Sylvia Pankhurst went onto live a very eventful life on the far left of UK politics before her death in 1960 – her wikiP page is here. Note that Sylvia wasn’t alone in her hostility to the war. This from the Cambridgeshire Collection – noting the presence of Nobel Prize winner Sir Joseph John Thompson at the end.
Labour and votes for women
We know that Dame Angela Lansbury‘s grandfather George Lansbury MP (later Labour leader) resigned his seat to fight a by-election on the grounds of votes for women. He lost. He then shared a platform with Annie Kenney and Flora Drummond, inciting women to take direct action in support of women’s suffrage. Again from the British Newspaper Archive.

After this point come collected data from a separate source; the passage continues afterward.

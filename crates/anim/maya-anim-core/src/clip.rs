//! Engine-neutral clip model and the persistence seam.

use std::fs;
use std::io::{BufWriter, Write};
use std::path::{Path, PathBuf};

use serde::{Deserialize, Serialize};

use crate::curve::ChannelCurve;
use crate::error::ImportError;

/// One curve bound to a transform property of the node at `path`.
#[derive(Clone, Debug, PartialEq, Serialize, Deserialize)]
pub struct CurveBinding {
    /// Scene path relative to the animated root (e.g. "TopN/TransN/HipN").
    pub path: String,
    /// Transform property, e.g. "localRotation.w".
    pub property: String,
    pub curve: ChannelCurve,
}

/// Finished clip handed to a [`ClipStore`].
#[derive(Clone, Debug, PartialEq, Serialize, Deserialize)]
pub struct AnimationClip {
    pub name: String,
    /// Clip length in seconds.
    pub length: f32,
    pub frame_rate: f32,
    pub bindings: Vec<CurveBinding>,
}

impl AnimationClip {
    pub fn new(name: impl Into<String>, length: f32, frame_rate: f32) -> Self {
        Self {
            name: name.into(),
            length,
            frame_rate,
            bindings: Vec::new(),
        }
    }

    /// Bind `curve` to `property` on `path`, replacing an earlier binding of
    /// the same pair.
    pub fn set_curve(&mut self, path: &str, property: &str, curve: ChannelCurve) {
        if let Some(existing) = self
            .bindings
            .iter_mut()
            .find(|b| b.path == path && b.property == property)
        {
            existing.curve = curve;
            return;
        }
        self.bindings.push(CurveBinding {
            path: path.to_string(),
            property: property.to_string(),
            curve,
        });
    }

    pub fn curve(&self, path: &str, property: &str) -> Option<&ChannelCurve> {
        self.bindings
            .iter()
            .find(|b| b.path == path && b.property == property)
            .map(|b| &b.curve)
    }

    /// Distinct bound paths, in binding order.
    pub fn paths(&self) -> Vec<&str> {
        let mut out: Vec<&str> = Vec::new();
        for b in &self.bindings {
            if !out.contains(&b.path.as_str()) {
                out.push(&b.path);
            }
        }
        out
    }
}

/// Persists finished clips. `destination` is a bare clip name; stores decide
/// where and in which format it lands.
pub trait ClipStore {
    fn save(&mut self, clip: &AnimationClip, destination: &str) -> Result<(), ImportError>;
}

/// Writes each clip as pretty JSON to `<root>/<destination>.json`.
#[derive(Clone, Debug)]
pub struct JsonDirStore {
    root: PathBuf,
}

impl JsonDirStore {
    pub fn new(root: impl Into<PathBuf>) -> Self {
        Self { root: root.into() }
    }

    pub fn root(&self) -> &Path {
        &self.root
    }

    pub fn path_for(&self, destination: &str) -> PathBuf {
        self.root.join(format!("{destination}.json"))
    }
}

impl ClipStore for JsonDirStore {
    fn save(&mut self, clip: &AnimationClip, destination: &str) -> Result<(), ImportError> {
        let persist = |reason: String| ImportError::Persist {
            clip: clip.name.clone(),
            reason,
        };
        fs::create_dir_all(&self.root)
            .map_err(|e| persist(format!("{}: {e}", self.root.display())))?;
        let path = self.path_for(destination);
        let file = fs::File::create(&path).map_err(|e| persist(format!("{}: {e}", path.display())))?;
        let mut writer = BufWriter::new(file);
        serde_json::to_writer_pretty(&mut writer, clip)
            .map_err(|e| persist(format!("{}: {e}", path.display())))?;
        writer
            .flush()
            .map_err(|e| persist(format!("{}: {e}", path.display())))?;
        log::info!("saved animation '{}' at '{}'", clip.name, path.display());
        Ok(())
    }
}

/// Keeps saved clips in memory, keyed by destination.
#[derive(Clone, Debug, Default)]
pub struct MemoryClipStore {
    pub clips: Vec<(String, AnimationClip)>,
}

impl MemoryClipStore {
    pub fn new() -> Self {
        Self::default()
    }

    pub fn get(&self, destination: &str) -> Option<&AnimationClip> {
        self.clips
            .iter()
            .find(|(d, _)| d == destination)
            .map(|(_, c)| c)
    }
}

impl ClipStore for MemoryClipStore {
    fn save(&mut self, clip: &AnimationClip, destination: &str) -> Result<(), ImportError> {
        self.clips.retain(|(d, _)| d != destination);
        self.clips.push((destination.to_string(), clip.clone()));
        Ok(())
    }
}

Lansbury was found guilty and thrown into Pentonville Prison for his troubles.
Clara Rackham quits the liberals to join Labour
Clara’s experiences during the First World War were such that she abandoned the Liberals for the Labour Party in 1919. At the end of the year, while Florence Ada Keynes lost her seat on the borough council (now Cambridge City Council), Clara Rackham and Dorothy Stevenson got elected in her place. Again from the British Newspaper Archive.
Around that time, Homerton College-trained teacher Leah Manning had become president of the Cambridge Labour Party. Leah would later become president of the National Union of Teachers and an MP in 1931.
In 1928 when the Romsey Labour Club was completed, Hugh Dalton MP returned to Cambridge (he was Labour’s MP candidate in 1923) to open the club. This from the Cambridge Chronicle (The local equivalent of the Daily Telegraph – staunchly Tory-supporting) features Dalton – later Chancellor of the Exchequer in 1945 under Attlee in the black suite and black hat on the far left. Clara Rackham is the woman at the front first from the right, with husband Harris just over her left shoulder.
The campaign for votes for women didn’t happen in a bubble as far as Cambridge is concerned. The local archives show that many of the women involved campaigning for votes for women were also involved in a host of other campaigns, adopting a wide variety of different methods. Eglantyne Jebb in particular is credited with being the pioneer of campaigning on issues that crossed national boundaries. Every single major non-governmental organisation actively campaigning today has been influenced one way or another by her work.
There are also many local stories in towns and cities across the UK that haven’t been widely shared or publicised to today’s generation. That’s not to say they weren’t publicised at the time – quite often they were on the front pages. For those of you who can afford it, buy a short subscription to the British Newspaper Archive and have a look through the digitised newspapers to see what protests, actions and events took place where you live.